My philosophy of leadership has evolved over my thirteen year involvement as a tenured faculty member, program chair director, Principal Investigator on several funded research and teaching initiatives, and four years as assistant to the life science department chair. I’ve helped different department chairs who each had their own styles of leadership. And I’ve worked with leaders who are in much higher places than myself in the academic hierarchy and observed how they lead. I’ve experienced some awesome examples of leadership, and have seen some examples that had little success. I’ve found that leadership is not something you are born with or something you decide you have. Real leadership takes courage. You will know failure, disappointment, setback, and sometimes even heartbreak. Real courage in leadership is rare – you are vulnerable and it’s not about winning or losing. Real leadership means you show up when you can’t predict or control the outcome.

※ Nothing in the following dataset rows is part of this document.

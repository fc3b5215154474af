//! Vendor model

use chrono::{DateTime, Utc};
use serde::{Deserialize, Serialize};
use sqlx::FromRow;

use crate::models::event::Event;

#[derive(Debug, Clone, Serialize, Deserialize, FromRow)]
pub struct Vendor {
    pub id: i64,
    /// Profile that owns this vendor account; None for unclaimed prospects
    pub owner_id: Option<i64>,
    pub name: String,
    pub slug: String,
    pub description: Option<String>,
    pub email: Option<String>,
    pub phone: Option<String>,
    /// Locked-in discounted subscription rate for early vendors
    pub founder_pricing: bool,
    pub is_prospect: bool,
    #[serde(skip_serializing)]
    pub claim_token: Option<String>,
    pub created_at: DateTime<Utc>,
    pub updated_at: DateTime<Utc>,
}

#[derive(Debug, Clone, Serialize, Deserialize, FromRow)]
pub struct GalleryImage {
    pub id: i64,
    pub vendor_id: i64,
    pub image_url: String,
    pub position: i32,
    pub created_at: DateTime<Utc>,
}

#[derive(Debug, Clone, Serialize, Deserialize)]
pub struct CreateVendorRequest {
    pub owner_id: i64,
    pub name: String,
    pub description: Option<String>,
    pub email: Option<String>,
    pub phone: Option<String>,
}

/// Staff-created placeholder vendor, convertible via claim token
#[derive(Debug, Clone, Serialize, Deserialize)]
pub struct CreateProspectRequest {
    pub name: String,
    pub description: Option<String>,
    pub email: Option<String>,
}

#[derive(Debug, Clone, Default, Serialize, Deserialize)]
pub struct UpdateVendorRequest {
    pub name: Option<String>,
    pub description: Option<String>,
    pub email: Option<String>,
    pub phone: Option<String>,
}

/// Public vendor page payload: account plus gallery and upcoming events
#[derive(Debug, Clone, Serialize)]
pub struct VendorProfile {
    pub vendor: Vendor,
    pub gallery: Vec<GalleryImage>,
    pub upcoming_events: Vec<Event>,
}
//! Great-circle distance math
//!
//! Rust-side mirror of the distance computation the event search query runs
//! in SQL. Both use the spherical law of cosines on a 6371 km earth radius,
//! with the acos argument clamped to [-1, 1] so floating-point overshoot at
//! identical or antipodal points never leaves the domain.

/// Mean earth radius in kilometers
pub const EARTH_RADIUS_KM: f64 = 6371.0;

/// Great-circle distance in kilometers between two coordinate pairs
pub fn distance_km(lat1: f64, lon1: f64, lat2: f64, lon2: f64) -> f64 {
    let (lat1, lon1) = (lat1.to_radians(), lon1.to_radians());
    let (lat2, lon2) = (lat2.to_radians(), lon2.to_radians());

    let cos_angle = lat1.cos() * lat2.cos() * (lon2 - lon1).cos() + lat1.sin() * lat2.sin();
    EARTH_RADIUS_KM * cos_angle.clamp(-1.0, 1.0).acos()
}

/// Check that a coordinate pair is a plausible lat/long
pub fn is_valid_coordinate(lat: f64, lon: f64) -> bool {
    (-90.0..=90.0).contains(&lat) && (-180.0..=180.0).contains(&lon)
}

/// Format a distance for display: meters below 1 km, otherwise one decimal
pub fn format_distance(km: f64) -> String {
    if km < 1.0 {
        format!("{} m", (km * 1000.0).round() as i64)
    } else {
        format!("{:.1} km", km)
    }
}

#[cfg(test)]
mod tests {
    use super::*;
    use proptest::prelude::*;

    const ISTANBUL: (f64, f64) = (41.0082, 28.9784);
    const ANKARA: (f64, f64) = (39.9334, 32.8597);

    #[test]
    fn test_identical_points_have_zero_distance() {
        let d = distance_km(ISTANBUL.0, ISTANBUL.1, ISTANBUL.0, ISTANBUL.1);
        assert_eq!(d, 0.0);
    }

    #[test]
    fn test_istanbul_to_ankara() {
        let d = distance_km(ISTANBUL.0, ISTANBUL.1, ANKARA.0, ANKARA.1);
        assert!((340.0..=360.0).contains(&d), "got {} km", d);
    }

    #[test]
    fn test_antipodal_points_do_not_panic() {
        let d = distance_km(0.0, 0.0, 0.0, 180.0);
        assert!((d - EARTH_RADIUS_KM * std::f64::consts::PI).abs() < 1.0);
    }

    #[test]
    fn test_format_distance() {
        assert_eq!(format_distance(0.5), "500 m");
        assert_eq!(format_distance(0.0821), "82 m");
        assert_eq!(format_distance(1.0), "1.0 km");
        assert_eq!(format_distance(10.234), "10.2 km");
    }

    #[test]
    fn test_coordinate_validation() {
        assert!(is_valid_coordinate(41.0, 29.0));
        assert!(!is_valid_coordinate(91.0, 29.0));
        assert!(!is_valid_coordinate(41.0, 181.0));
    }

    proptest! {
        #[test]
        fn distance_is_symmetric_and_non_negative(
            lat1 in -90.0f64..90.0,
            lon1 in -180.0f64..180.0,
            lat2 in -90.0f64..90.0,
            lon2 in -180.0f64..180.0,
        ) {
            let d_ab = distance_km(lat1, lon1, lat2, lon2);
            let d_ba = distance_km(lat2, lon2, lat1, lon1);
            prop_assert!(d_ab >= 0.0);
            prop_assert!((d_ab - d_ba).abs() < 1e-6);
        }
    }
}
//! Translation loader and i18n management
//!
//! This module provides the core internationalization functionality including
//! translation loading, caching, language detection, and message formatting.

use std::collections::HashMap;
use std::path::Path;

use serde_json::{Map, Value};
use tokio::fs;
use tracing::{debug, error, info, warn};

use crate::config::I18nConfig;
use crate::utils::errors::{NuqtaError, Result};

/// Main internationalization manager
#[derive(Debug, Clone)]
pub struct I18n {
    /// Loaded translations by language code
    translations: HashMap<String, Map<String, Value>>,
    /// Default language code
    default_language: String,
    /// Supported language codes
    supported_languages: Vec<String>,
}

/// Translation parameters for message formatting
pub type TranslationParams = HashMap<String, String>;

impl I18n {
    /// Create a new I18n instance
    pub fn new(config: &I18nConfig) -> Self {
        Self {
            translations: HashMap::new(),
            default_language: config.default_language.clone(),
            supported_languages: config.supported_languages.clone(),
        }
    }

    /// Load all translation files from the translations directory
    pub async fn load_translations(&mut self) -> Result<()> {
        let translations_dir = Path::new("translations");

        if !translations_dir.exists() {
            warn!("Translations directory not found, creating it");
            fs::create_dir_all(translations_dir).await?;
        }

        let supported_languages = self.supported_languages.clone();
        for lang_code in &supported_languages {
            let file_path = translations_dir.join(format!("{}.json", lang_code));

            if file_path.exists() {
                match self.load_language_file(&file_path, lang_code).await {
                    Ok(_) => info!("Loaded translations for language: {}", lang_code),
                    Err(e) => {
                        error!("Failed to load translations for {}: {}", lang_code, e);
                        if lang_code == &self.default_language {
                            return Err(NuqtaError::Config(format!(
                                "Failed to load default language translations: {}",
                                e
                            )));
                        }
                    }
                }
            } else {
                warn!("Translation file not found: {}", file_path.display());
                if lang_code == &self.default_language {
                    return Err(NuqtaError::Config(format!(
                        "Default language translation file not found: {}",
                        file_path.display()
                    )));
                }
            }
        }

        Ok(())
    }

    /// Load a single language file
    async fn load_language_file(&mut self, file_path: &Path, lang_code: &str) -> Result<()> {
        let content = fs::read_to_string(file_path).await?;
        let translations: Value = serde_json::from_str(&content)?;

        if let Value::Object(map) = translations {
            debug!("Loaded {} translation keys for {}", map.len(), lang_code);
            self.translations.insert(lang_code.to_string(), map);
        } else {
            return Err(NuqtaError::Config(format!(
                "Invalid translation file format for {}",
                lang_code
            )));
        }

        Ok(())
    }

    /// Get a translated message
    pub fn t(&self, key: &str, lang: &str, params: Option<&TranslationParams>) -> String {
        let effective_lang = self.get_effective_language(lang);

        match self.get_translation_value(key, &effective_lang) {
            Some(translation) => {
                let text = self.extract_text_from_value(&translation);
                self.format_message(&text, params)
            }
            None => {
                // Fallback to default language if not found
                if effective_lang != self.default_language {
                    match self.get_translation_value(key, &self.default_language) {
                        Some(translation) => {
                            let text = self.extract_text_from_value(&translation);
                            self.format_message(&text, params)
                        }
                        None => {
                            warn!("Translation key '{}' not found in any language", key);
                            key.to_string()
                        }
                    }
                } else {
                    warn!("Translation key '{}' not found in default language", key);
                    key.to_string()
                }
            }
        }
    }

    /// Get a translated message with pluralization support
    pub fn tp(&self, key: &str, lang: &str, count: i32, params: Option<&TranslationParams>) -> String {
        let effective_lang = self.get_effective_language(lang);
        let plural_key = self.get_plural_key(key, count, &effective_lang);

        let mut final_params = params.cloned().unwrap_or_default();
        final_params.insert("count".to_string(), count.to_string());

        self.t(&plural_key, &effective_lang, Some(&final_params))
    }

    /// Check if a language is supported
    pub fn is_language_supported(&self, lang: &str) -> bool {
        self.supported_languages.contains(&lang.to_string())
    }

    /// Get the effective language (fallback to default if not supported)
    fn get_effective_language(&self, lang: &str) -> String {
        if self.is_language_supported(lang) && self.translations.contains_key(lang) {
            lang.to_string()
        } else {
            self.default_language.clone()
        }
    }

    /// Get translation value from nested JSON structure
    fn get_translation_value(&self, key: &str, lang: &str) -> Option<Value> {
        let translations = self.translations.get(lang)?;

        // Support nested keys like "booking.confirmed.subject"
        let keys: Vec<&str> = key.split('.').collect();
        let mut current = Value::Object(translations.clone());

        for k in keys {
            current = current.get(k)?.clone();
        }

        Some(current)
    }

    /// Extract text from JSON value (handle both strings and objects with pluralization)
    fn extract_text_from_value(&self, value: &Value) -> String {
        match value {
            Value::String(s) => s.clone(),
            Value::Object(obj) => {
                // For pluralization objects, default to "other" or first available key
                if let Some(other) = obj.get("other") {
                    self.extract_text_from_value(other)
                } else if let Some((_, first_value)) = obj.iter().next() {
                    self.extract_text_from_value(first_value)
                } else {
                    String::new()
                }
            }
            _ => value.to_string(),
        }
    }

    /// Format message with parameters
    fn format_message(&self, template: &str, params: Option<&TranslationParams>) -> String {
        if let Some(params) = params {
            let mut result = template.to_string();
            for (key, value) in params {
                let placeholder = format!("{{{}}}", key);
                result = result.replace(&placeholder, value);
            }
            result
        } else {
            template.to_string()
        }
    }

    /// Get the appropriate plural key based on count and language rules
    fn get_plural_key(&self, base_key: &str, count: i32, lang: &str) -> String {
        let plural_form = self.get_plural_form(count, lang);
        format!("{}.{}", base_key, plural_form)
    }

    /// Determine plural form based on language-specific rules
    fn get_plural_form(&self, count: i32, lang: &str) -> &'static str {
        match lang {
            "en" => {
                // English: one, other
                if count == 1 {
                    "one"
                } else {
                    "other"
                }
            }
            "ar" => {
                // Arabic: zero, one, two, few, many, other (CLDR rules)
                let abs_count = count.abs();
                let last_two_digits = abs_count % 100;

                match abs_count {
                    0 => "zero",
                    1 => "one",
                    2 => "two",
                    _ => {
                        if (3..=10).contains(&last_two_digits) {
                            "few"
                        } else if (11..=99).contains(&last_two_digits) {
                            "many"
                        } else {
                            "other"
                        }
                    }
                }
            }
            _ => {
                // Default to English rules
                if count == 1 {
                    "one"
                } else {
                    "other"
                }
            }
        }
    }

    /// Get supported languages
    pub fn supported_languages(&self) -> &[String] {
        &self.supported_languages
    }

    /// Get default language
    pub fn default_language(&self) -> &str {
        &self.default_language
    }

    /// Detect the user's language from a browser/profile locale string
    pub fn detect_user_language(&self, locale: Option<&str>) -> String {
        if let Some(lang) = locale {
            // Extract language code from locale (e.g., "ar-SA" -> "ar")
            let lang_code = lang.split('-').next().unwrap_or(lang);

            if self.is_language_supported(lang_code) {
                return lang_code.to_string();
            }
        }

        self.default_language.clone()
    }

    /// Reload translations (useful for development or dynamic updates)
    pub async fn reload_translations(&mut self) -> Result<()> {
        self.translations.clear();
        self.load_translations().await
    }

    /// Get translation statistics
    pub fn get_stats(&self) -> TranslationStats {
        let mut stats = TranslationStats {
            languages: Vec::new(),
            total_keys: 0,
        };

        for (lang, translations) in &self.translations {
            let key_count = self.count_keys(translations);
            stats.languages.push(LanguageStats {
                code: lang.clone(),
                key_count,
            });
            if lang == &self.default_language {
                stats.total_keys = key_count;
            }
        }

        stats
    }

    /// Recursively count translation keys
    fn count_keys(&self, obj: &Map<String, Value>) -> usize {
        let mut count = 0;
        for value in obj.values() {
            match value {
                Value::Object(nested) => count += self.count_keys(nested),
                _ => count += 1,
            }
        }
        count
    }
}

/// Translation statistics
#[derive(Debug, Clone)]
pub struct TranslationStats {
    pub languages: Vec<LanguageStats>,
    pub total_keys: usize,
}

/// Language-specific statistics
#[derive(Debug, Clone)]
pub struct LanguageStats {
    pub code: String,
    pub key_count: usize,
}

#[cfg(test)]
mod tests {
    use super::*;
    use crate::config::I18nConfig;

    fn create_test_config() -> I18nConfig {
        I18nConfig {
            default_language: "en".to_string(),
            supported_languages: vec!["en".to_string(), "ar".to_string()],
        }
    }

    #[test]
    fn test_plural_form_english() {
        let config = create_test_config();
        let i18n = I18n::new(&config);

        assert_eq!(i18n.get_plural_form(0, "en"), "other");
        assert_eq!(i18n.get_plural_form(1, "en"), "one");
        assert_eq!(i18n.get_plural_form(2, "en"), "other");
        assert_eq!(i18n.get_plural_form(5, "en"), "other");
    }

    #[test]
    fn test_plural_form_arabic() {
        let config = create_test_config();
        let i18n = I18n::new(&config);

        assert_eq!(i18n.get_plural_form(0, "ar"), "zero");
        assert_eq!(i18n.get_plural_form(1, "ar"), "one");
        assert_eq!(i18n.get_plural_form(2, "ar"), "two");
        assert_eq!(i18n.get_plural_form(3, "ar"), "few");
        assert_eq!(i18n.get_plural_form(10, "ar"), "few");
        assert_eq!(i18n.get_plural_form(11, "ar"), "many");
        assert_eq!(i18n.get_plural_form(99, "ar"), "many");
        assert_eq!(i18n.get_plural_form(100, "ar"), "other");
        assert_eq!(i18n.get_plural_form(103, "ar"), "few");
    }

    #[test]
    fn test_language_detection() {
        let config = create_test_config();
        let i18n = I18n::new(&config);

        assert_eq!(i18n.detect_user_language(Some("en-US")), "en");
        assert_eq!(i18n.detect_user_language(Some("ar-SA")), "ar");
        assert_eq!(i18n.detect_user_language(Some("fr")), "en"); // fallback
        assert_eq!(i18n.detect_user_language(None), "en"); // fallback
    }

    #[test]
    fn test_message_formatting() {
        let config = create_test_config();
        let i18n = I18n::new(&config);

        let mut params = HashMap::new();
        params.insert("event".to_string(), "Jazz Night".to_string());
        params.insert("count".to_string(), "3".to_string());

        let result = i18n.format_message(
            "Your booking for {event} ({count} tickets) is confirmed",
            Some(&params),
        );
        assert_eq!(result, "Your booking for Jazz Night (3 tickets) is confirmed");
    }
}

Seth Grodin (2008) wrote that, “Leadership is scarce because few people are willing to go through the discomfort required to lead, making leadership valuable. It’s uncomfortable to stand up in front of strangers (or those who were once your colleagues and friends – and now are being evaluated by you- CM). It’s uncomfortable to challenge the status quo. It’s uncomfortable to resist the urge to settle. However, when you identify the discomfort, you’ve found the place where a leader is needed. If you’re not uncomfortable in your work as leader, it’s almost certain you’re not reaching your potential as a leader”. So, with all this discomfort, how do you find your comfort zone as a leader? The following has worked for me.
First, remember I’ve been here for 13 years – these faculty and staff have been my friends and allies over the years. I realized what was needed in our department was a change in culture where we could work together to make our department stronger. This requires a culture of honest, constructive and engaged feedback. Without feedback, there can be no transformative change. When we don’t talk to the people we are leading about their strengths their opportunities for growth, we begin to question their contributions and our commitment. Disengagement follows.